The toppling of Saddam Hussein in 2003 destabilized Iraq and handed power in the country over to Iran. Our continued occupation and bombing campaigns have stoked resentments so strong that Iraqi Parliament just voted to expel US troops from the county.

The war in Afghanistan now meanders toward a third decade, and the recent public release of the Afghanistan Papers reveals that our government has lied to the American public for eighteen years to keep that war going, even as our top military leaders don’t understand the mission or even what victory looks like.

Now, the same Washington D.C. elites who promised those wars would be “cakewalks” want a new regime-change war in Iran. They tell us it will be “easy.” I don’t believe them. Our soldiers have paid the price these last eighteen years and we owe them better than to be fooled again.

“No one in Washington is in the mood for big-picture questions right now,” says conservative Fox News host Tucker Carlson. “Questions like: Is Iran really the greatest threat we face? And who’s actually benefiting from this? And why are we continuing to ignore the decline of our country in favor of jumping into another pointless quagmire, from which there’s no obvious exit?”

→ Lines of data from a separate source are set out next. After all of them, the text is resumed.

//! String token scanning with in-place escape decoding.
//!
//! Overview
//! - A first pass only delimits the token: it finds the closing quote while
//!   noting whether any `\` occurred. Escaped strings are rare in most
//!   payloads, and delimiting first means the common case never touches the
//!   buffer.
//! - If the span holds no escapes, the result is the sub-slice strictly
//!   between the quotes: zero copy, zero mutation.
//! - Otherwise a second pass decodes one Unicode scalar at a time, writing
//!   the decoded bytes back into the same buffer starting at the start
//!   cursor. Every escape decodes to fewer bytes than its source form and a
//!   plain scalar copies to the same width, so the write position trails the
//!   read position for the whole pass and the decoded token needs no backing
//!   storage of its own.
//!
//! Aliasing contract
//! - The returned slice borrows the caller's buffer in both paths. Taking
//!   `&mut [u8]` makes the in-place rewrite exclusive, and the returned
//!   borrow keeps the buffer locked until the token is dropped: code that
//!   could observe the overwritten region no longer compiles.

use crate::{error::ScanError, hex::decode_hex4, whitespace::skip_ws};

/// Extracts the JSON string starting at `start` (after any whitespace) and
/// returns its decoded contents with the cursor one past the closing quote.
///
/// Without escapes the returned slice aliases the region between the quotes
/// and the buffer is untouched. With escapes, bytes from `start` up to the
/// returned cursor may have been overwritten by the decoded output and must
/// not be re-read for their original content; the returned slice starts at
/// `start`.
///
/// # Errors
///
/// [`ScanError::NoStringHere`] when no `"` follows the whitespace, the
/// string is unterminated, an escape is malformed, a surrogate pair is
/// incomplete or mismatched, or the content is not valid UTF-8 on the
/// escape-decoding path.
pub fn scan_string(buf: &mut [u8], start: usize) -> Result<(&[u8], usize), ScanError> {
    let mut at = skip_ws(buf, start);
    if buf.len() < at + 2 || buf[at] != b'"' {
        return Err(ScanError::NoStringHere);
    }
    at += 1;
    let body = at;
    let last = buf.len() - 1;
    let mut has_escapes = false;
    while at < last && buf[at] != b'"' {
        if buf[at] == b'\\' {
            // Consume the escaped byte blind; the decode pass interprets it.
            at += 1;
            has_escapes = true;
        }
        at += 1;
    }
    if at > last || buf[at] != b'"' {
        return Err(ScanError::NoStringHere);
    }
    if !has_escapes {
        return Ok((&buf[body..at], at + 1));
    }

    let end = at;
    let mut read = body;
    let mut write = start;
    while read < end {
        let (ch, width) = bstr::decode_utf8(&buf[read..end]);
        let Some(ch) = ch else {
            return Err(ScanError::NoStringHere);
        };
        read += width;
        if ch != '\\' {
            buf.copy_within(read - width..read, write);
            write += width;
            continue;
        }
        let (esc, esc_width) = bstr::decode_utf8(&buf[read..end]);
        let Some(esc) = esc else {
            return Err(ScanError::NoStringHere);
        };
        read += esc_width;
        match esc {
            '"' | '/' | '\\' => {
                buf[write] = esc as u8;
                write += 1;
            }
            'b' => {
                buf[write] = 0x08;
                write += 1;
            }
            'f' => {
                buf[write] = 0x0C;
                write += 1;
            }
            'n' => {
                buf[write] = b'\n';
                write += 1;
            }
            'r' => {
                buf[write] = b'\r';
                write += 1;
            }
            't' => {
                buf[write] = b'\t';
                write += 1;
            }
            'u' => {
                let Some(unit) = decode_hex4(&buf[..end], read) else {
                    return Err(ScanError::NoStringHere);
                };
                read += 4;
                let scalar = match unit {
                    0xD800..=0xDBFF => {
                        if end < read + 6 || buf[read] != b'\\' || buf[read + 1] != b'u' {
                            return Err(ScanError::NoStringHere);
                        }
                        read += 2;
                        let Some(low) = decode_hex4(&buf[..end], read) else {
                            return Err(ScanError::NoStringHere);
                        };
                        read += 4;
                        if !(0xDC00..=0xDFFF).contains(&low) {
                            return Err(ScanError::NoStringHere);
                        }
                        0x1_0000 + (((u32::from(unit) - 0xD800) << 10) | (u32::from(low) - 0xDC00))
                    }
                    // A low surrogate cannot open a pair.
                    0xDC00..=0xDFFF => return Err(ScanError::NoStringHere),
                    _ => u32::from(unit),
                };
                let Some(decoded) = char::from_u32(scalar) else {
                    return Err(ScanError::NoStringHere);
                };
                write = write_scalar(buf, write, decoded);
            }
            _ => return Err(ScanError::NoStringHere),
        }
    }
    Ok((&buf[start..write], end + 1))
}

/// Re-encodes `ch` as UTF-8 at `at` and returns the offset just past it.
/// The escape pass consumes more source bytes than it writes, so the write
/// offset trails the read offset and the slice index stays in bounds.
fn write_scalar(buf: &mut [u8], at: usize, ch: char) -> usize {
    let mut utf8 = [0u8; 4];
    let encoded = ch.encode_utf8(&mut utf8).as_bytes();
    buf[at..at + encoded.len()].copy_from_slice(encoded);
    at + encoded.len()
}
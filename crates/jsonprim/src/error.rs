use thiserror::Error;

/// Failure kinds reported by the token scanners.
///
/// Each scanner collapses all of its failure causes into a single kind: a
/// bad opening quote, an unterminated string, a malformed escape, and a
/// broken surrogate pair are all [`NoStringHere`](ScanError::NoStringHere).
/// Callers treat any of these as a syntax error at the cursor and do not
/// need finer granularity.
#[derive(Debug, Clone, Copy, PartialEq, Eq, Error)]
pub enum ScanError {
    /// No well-formed JSON string starts at the cursor (after whitespace).
    #[error("no string here")]
    NoStringHere,
    /// No number the requesting scanner accepts starts at the cursor. The
    /// integer scanner also reports this when the token turns out to be a
    /// float (a fraction dot or exponent follows the digits).
    #[error("no number here")]
    NoNumberHere,
    /// Reserved for functionality intentionally absent from this core, such
    /// as an alternate high-precision float conversion path.
    #[error("not implemented")]
    NotImplemented,
}
//! Resource cache integration tests.
//!
//! Drives the cache through [`GraphicsDevice`] the way a renderer would:
//! textures are created, dropped, found again by key, evicted under a small
//! budget, and finally released or abandoned.

mod common;

use rstest::rstest;

use common::{Backend, TestContext};
use redlilium_gpu_resources::{
    BufferDescriptor, ContentKey, KeyDomain, ResourceCacheConfig, TeardownMode,
    TextureDescriptor, TextureFormat, TextureUsage,
};

/// 16x16 RGBA8, 1 KiB.
fn small_desc() -> TextureDescriptor {
    TextureDescriptor::new_2d(
        16,
        16,
        TextureFormat::Rgba8Unorm,
        TextureUsage::COPY_DST | TextureUsage::TEXTURE_BINDING,
    )
}

const SMALL_BYTES: u64 = 16 * 16 * 4;

#[rstest]
#[case::dummy(Backend::Dummy)]
#[case::wgpu(Backend::Wgpu)]
fn test_budget_evicts_least_recently_used(#[case] backend: Backend) {
    let config = ResourceCacheConfig::default().with_max_bytes(3 * SMALL_BYTES);
    let Some(ctx) = TestContext::with_cache_config(backend, config) else {
        eprintln!("Backend {:?} not available, skipping", backend);
        return;
    };
    let device = &ctx.device;

    let first = device.create_texture(&small_desc(), true).unwrap();
    let second = device.create_texture(&small_desc(), true).unwrap();
    let third = device.create_texture(&small_desc(), true).unwrap();
    let ids = [first.id(), second.id(), third.id()];
    drop(first);
    drop(second);
    drop(third);

    // Touch the oldest so the second becomes least recently used.
    let domain = KeyDomain::generate();
    let key = ContentKey::new(domain, &[0]);
    {
        let cache = device.resource_cache();
        let oldest = cache.iter().find(|r| r.id() == ids[0]).cloned().unwrap();
        drop(cache);
        assert!(device.assign_content_key(&oldest, key.clone()));
    }
    assert!(device.find_texture_by_content_key(&key).is_some());

    // A fourth texture pushes the cache over budget.
    let _fourth = device.create_texture(&small_desc(), true).unwrap();
    let cache = device.resource_cache();
    assert!(cache.budgeted_bytes() <= 3 * SMALL_BYTES);
    let remaining: Vec<_> = cache.iter().map(|r| r.id()).collect();
    assert!(remaining.contains(&ids[0]));
    assert!(!remaining.contains(&ids[1]));
    assert!(remaining.contains(&ids[2]));
}

#[rstest]
#[case::dummy(Backend::Dummy)]
#[case::wgpu(Backend::Wgpu)]
fn test_in_use_resources_are_never_evicted(#[case] backend: Backend) {
    let config = ResourceCacheConfig::default().with_max_bytes(SMALL_BYTES);
    let Some(ctx) = TestContext::with_cache_config(backend, config) else {
        eprintln!("Backend {:?} not available, skipping", backend);
        return;
    };
    let device = &ctx.device;

    let held: Vec<_> = (0..3)
        .map(|_| device.create_texture(&small_desc(), true).unwrap())
        .collect();
    assert!(held.iter().all(|t| !t.was_destroyed()));
    assert!(device.resource_cache().is_over_budget());

    drop(held);
    let report = device.purge_as_needed();
    assert_eq!(report.purged_count, 2);
    assert!(report.within_budget());
}

#[rstest]
#[case::dummy(Backend::Dummy)]
#[case::wgpu(Backend::Wgpu)]
fn test_scratch_reuse_by_shape(#[case] backend: Backend) {
    let Some(ctx) = TestContext::new(backend) else {
        eprintln!("Backend {:?} not available, skipping", backend);
        return;
    };
    let device = &ctx.device;

    let buffer = device
        .find_or_create_scratch_buffer(&BufferDescriptor::transfer(256))
        .unwrap();
    let id = buffer.id();
    drop(buffer);

    let again = device
        .find_or_create_scratch_buffer(&BufferDescriptor::transfer(256).with_label("other label"))
        .unwrap();
    assert_eq!(again.id(), id);

    let different = device
        .find_or_create_scratch_buffer(&BufferDescriptor::transfer(512))
        .unwrap();
    assert_ne!(different.id(), id);
    assert_eq!(device.resource_cache().resource_count(), 2);
}

#[rstest]
#[case::dummy(Backend::Dummy)]
#[case::wgpu(Backend::Wgpu)]
fn test_scratch_invariant_across_operations(#[case] backend: Backend) {
    let Some(ctx) = TestContext::new(backend) else {
        eprintln!("Backend {:?} not available, skipping", backend);
        return;
    };
    let device = &ctx.device;
    let check = || {
        device.resource_cache().iter().all(|r| {
            r.is_scratch()
                == (r.content_key().is_none() && r.scratch_key().is_some() && r.is_budgeted())
        })
    };

    let budgeted = device.create_texture(&small_desc(), true).unwrap();
    let unbudgeted = device.create_texture(&small_desc(), false).unwrap();
    assert!(check());
    assert!(budgeted.is_scratch());
    assert!(!unbudgeted.is_scratch());

    let key = ContentKey::new(KeyDomain::generate(), &[1, 2, 3]);
    device.assign_content_key(budgeted.resource(), key);
    assert!(check());
    assert!(!budgeted.is_scratch());

    device.resource_cache().make_budgeted(unbudgeted.resource());
    assert!(check());
    assert!(unbudgeted.is_scratch());

    device.resource_cache().remove_content_key(budgeted.resource());
    assert!(check());
    assert!(budgeted.is_scratch());
}

#[rstest]
#[case::dummy(Backend::Dummy)]
#[case::wgpu(Backend::Wgpu)]
fn test_abandon_then_release_all(#[case] backend: Backend) {
    let Some(ctx) = TestContext::new(backend) else {
        eprintln!("Backend {:?} not available, skipping", backend);
        return;
    };
    let device = &ctx.device;

    let held = device.create_texture(&small_desc(), true).unwrap();
    drop(device.create_texture(&small_desc(), true).unwrap());

    let summary = device.abandon();
    assert_eq!(summary.destroyed, 1);
    assert_eq!(summary.deferred, 1);
    assert!(held.was_destroyed());
    assert_eq!(device.resource_cache().mode(), TeardownMode::Abandon);

    let summary = device.release_all();
    assert_eq!(summary.destroyed + summary.deferred, 0);
    assert!(device.create_texture(&small_desc(), true).is_err());
}
//! Shared state of a cached GPU resource.

use std::sync::Arc;
use std::sync::atomic::{AtomicBool, AtomicU32, AtomicUsize, Ordering};

use parking_lot::{Mutex, RwLock};

use crate::backend::{GpuBackend, GpuBuffer, GpuTexture};
use crate::error::GraphicsError;
use crate::types::{BufferDescriptor, TextureDescriptor};

use super::cache_access::CacheAccess;
use super::keys::{ContentKey, ResourceId, ScratchKey};

/// What kind of GPU object a resource is.
#[derive(Debug, Clone, PartialEq, Eq)]
pub enum ResourceKind {
    /// A texture with its creation descriptor.
    Texture(TextureDescriptor),
    /// A buffer with its creation descriptor.
    Buffer(BufferDescriptor),
}

/// Who owns the underlying GPU allocation.
#[derive(Debug, Clone, Copy, PartialEq, Eq, Hash)]
pub enum Lifecycle {
    /// Allocated by this crate; freed on release.
    Owned,
    /// Allocated elsewhere; never freed by this crate.
    Wrapped,
}

#[derive(Debug, Clone)]
pub(crate) enum GpuHandle {
    Texture(GpuTexture),
    Buffer(GpuBuffer),
}

/// Key state that decides whether a resource is scratch.
#[derive(Debug, Clone, Default)]
pub(crate) struct ResourceKeys {
    pub(crate) content_key: Option<ContentKey>,
    pub(crate) scratch_key: Option<ScratchKey>,
    pub(crate) budgeted: bool,
}

/// A resource is scratch iff it has no content key, has a scratch key, and
/// counts against the budget.
pub(crate) fn is_scratch(keys: &ResourceKeys) -> bool {
    keys.content_key.is_none() && keys.scratch_key.is_some() && keys.budgeted
}

/// Slot of a resource in the cache's resource array.
#[derive(Debug)]
pub struct CacheIndex(AtomicUsize);

impl CacheIndex {
    const UNTRACKED: usize = usize::MAX;

    fn new() -> Self {
        Self(AtomicUsize::new(Self::UNTRACKED))
    }

    /// Current slot, or `None` when the resource is not tracked.
    pub fn get(&self) -> Option<usize> {
        match self.0.load(Ordering::Acquire) {
            Self::UNTRACKED => None,
            index => Some(index),
        }
    }

    /// Set or clear the slot.
    pub fn set(&self, index: Option<usize>) {
        self.0
            .store(index.unwrap_or(Self::UNTRACKED), Ordering::Release);
    }
}

/// A GPU resource as tracked by the [`ResourceCache`].
///
/// Resources are always held as `Arc<GpuResource>`. The cache keeps one
/// strong reference to every resource it tracks; a resource is *purgeable*
/// when that is the only one left.
///
/// [`ResourceCache`]: crate::cache::ResourceCache
pub struct GpuResource {
    id: ResourceId,
    backend: Arc<dyn GpuBackend>,
    kind: ResourceKind,
    lifecycle: Lifecycle,
    gpu_memory_size: u64,
    handle: Mutex<Option<GpuHandle>>,
    keys: RwLock<ResourceKeys>,
    timestamp: AtomicU32,
    cache_index: CacheIndex,
    mapped: AtomicBool,
}

impl GpuResource {
    pub(crate) fn new(
        backend: Arc<dyn GpuBackend>,
        kind: ResourceKind,
        handle: GpuHandle,
        lifecycle: Lifecycle,
        budgeted: bool,
        scratch_key: Option<ScratchKey>,
    ) -> Self {
        let gpu_memory_size = match &kind {
            ResourceKind::Texture(desc) => desc.memory_size(),
            ResourceKind::Buffer(desc) => desc.size,
        };

        Self {
            id: ResourceId::next(),
            backend,
            kind,
            lifecycle,
            gpu_memory_size,
            handle: Mutex::new(Some(handle)),
            keys: RwLock::new(ResourceKeys {
                content_key: None,
                scratch_key,
                budgeted,
            }),
            timestamp: AtomicU32::new(0),
            cache_index: CacheIndex::new(),
            mapped: AtomicBool::new(false),
        }
    }

    /// Process-unique id of this resource.
    pub fn id(&self) -> ResourceId {
        self.id
    }

    /// Resource kind and descriptor.
    pub fn kind(&self) -> &ResourceKind {
        &self.kind
    }

    /// Debug label from the descriptor.
    pub fn label(&self) -> Option<&str> {
        match &self.kind {
            ResourceKind::Texture(desc) => desc.label.as_deref(),
            ResourceKind::Buffer(desc) => desc.label.as_deref(),
        }
    }

    /// Ownership of the GPU allocation.
    pub fn lifecycle(&self) -> Lifecycle {
        self.lifecycle
    }

    /// Whether the allocation is owned outside this crate.
    pub fn is_wrapped(&self) -> bool {
        self.lifecycle == Lifecycle::Wrapped
    }

    /// Bytes charged against the cache budget.
    pub fn gpu_memory_size(&self) -> u64 {
        self.gpu_memory_size
    }

    /// Whether the resource counts against the cache budget.
    pub fn is_budgeted(&self) -> bool {
        self.keys.read().budgeted
    }

    /// The content key, if one is assigned.
    pub fn content_key(&self) -> Option<ContentKey> {
        self.keys.read().content_key.clone()
    }

    /// The shape-derived scratch key, if any.
    pub fn scratch_key(&self) -> Option<ScratchKey> {
        self.keys.read().scratch_key
    }

    /// Whether the resource is interchangeable with others of the same shape.
    pub fn is_scratch(&self) -> bool {
        is_scratch(&self.keys.read())
    }

    /// Whether the GPU allocation was released or abandoned.
    pub fn was_destroyed(&self) -> bool {
        self.handle.lock().is_none()
    }

    /// Whether the cache holds the only reference.
    pub fn is_purgeable(self: &Arc<Self>) -> bool {
        Arc::strong_count(self) == 1
    }

    /// Last recency stamp assigned by the cache.
    pub fn timestamp(&self) -> u32 {
        self.timestamp.load(Ordering::Acquire)
    }

    pub(crate) fn backend(&self) -> &Arc<dyn GpuBackend> {
        &self.backend
    }

    pub(crate) fn cache_access(self: &Arc<Self>) -> CacheAccess<'_> {
        CacheAccess::new(self)
    }

    pub(crate) fn set_timestamp(&self, timestamp: u32) {
        self.timestamp.store(timestamp, Ordering::Release);
    }

    pub(crate) fn cache_index(&self) -> &CacheIndex {
        &self.cache_index
    }

    /// Replace the content key, returning the previous one.
    pub(crate) fn set_content_key(&self, key: Option<ContentKey>) -> Option<ContentKey> {
        std::mem::replace(&mut self.keys.write().content_key, key)
    }

    pub(crate) fn set_budgeted(&self, budgeted: bool) {
        self.keys.write().budgeted = budgeted;
    }

    pub(crate) fn mapped_flag(&self) -> &AtomicBool {
        &self.mapped
    }

    pub(crate) fn texture_handle(&self) -> Result<GpuTexture, GraphicsError> {
        match &*self.handle.lock() {
            Some(GpuHandle::Texture(texture)) => Ok(texture.clone()),
            Some(GpuHandle::Buffer(_)) => Err(GraphicsError::InvalidParameter(
                "resource is a buffer, not a texture".to_string(),
            )),
            None => Err(GraphicsError::ResourceDestroyed),
        }
    }

    pub(crate) fn buffer_handle(&self) -> Result<GpuBuffer, GraphicsError> {
        match &*self.handle.lock() {
            Some(GpuHandle::Buffer(buffer)) => Ok(buffer.clone()),
            Some(GpuHandle::Texture(_)) => Err(GraphicsError::InvalidParameter(
                "resource is a texture, not a buffer".to_string(),
            )),
            None => Err(GraphicsError::ResourceDestroyed),
        }
    }

    /// Normal teardown: free owned allocations, forget wrapped ones.
    pub(crate) fn release_handle(&self) {
        let Some(handle) = self.handle.lock().take() else {
            return;
        };
        if self.lifecycle == Lifecycle::Wrapped {
            log::trace!("GpuResource {:?}: released wrapped handle", self.id);
            return;
        }
        match handle {
            GpuHandle::Texture(texture) => self.backend.destroy_texture(texture),
            GpuHandle::Buffer(buffer) => self.backend.destroy_buffer(buffer),
        }
        log::trace!("GpuResource {:?}: released", self.id);
    }

    /// Device-lost teardown: forget the handle without touching the backend.
    pub(crate) fn abandon_handle(&self) {
        if self.handle.lock().take().is_some() {
            log::trace!("GpuResource {:?}: abandoned", self.id);
        }
    }
}

impl Drop for GpuResource {
    fn drop(&mut self) {
        // Owned allocations still present were never torn down by a cache.
        self.release_handle();
    }
}

impl std::fmt::Debug for GpuResource {
    fn fmt(&self, f: &mut std::fmt::Formatter<'_>) -> std::fmt::Result {
        let keys = self.keys.read();
        f.debug_struct("GpuResource")
            .field("id", &self.id)
            .field("kind", &self.kind)
            .field("lifecycle", &self.lifecycle)
            .field("budgeted", &keys.budgeted)
            .field("content_key", &keys.content_key)
            .field("scratch_key", &keys.scratch_key)
            .field("timestamp", &self.timestamp())
            .field("cache_index", &self.cache_index.get())
            .finish()
    }
}

static_assertions::assert_impl_all!(GpuResource: Send, Sync);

We are told that Iran is a threat, but to whom? It lacks air power capable of threatening America. Despite being an oil rich nation, Iran cannot even produce enough gasoline to support its own population. The only threat Iran poses is to our permanent military presence in nations where we really should not be anyway. In short, are we really ready to start another bloody, costly war for control of Iraq? We should instead pause and learn from the mistakes of the past.

Throughout his term, President Trump has demonstrated excellent foreign policy instincts — certainly better than the other two presidents who served in this century. He worked to open up historic peace talks between North and South Korea. He ended Obama-era programs arming the allies of ISIS. A few months ago, he showed courage to defy the Washington elite consensus urging him to bomb Iran.

Coming into office, Trump inherited a broken situation in the Middle East that gets worse everyday. Foreign policy is a long game. He did not create this disaster, but he has the power to end it.

Trump was elected on the promise to bring our troops home and end these endless wars of nation-building. There is no better time to follow through on this promise than right now. Rather than beginning a war with Iran to defend a permanent military occupation that Americans oppose, let’s end the occupation, bring our troops home and put America first.

State Sen. Eric Brakey, a Republican, is a candidate for Congress in Maine’s second congressional district.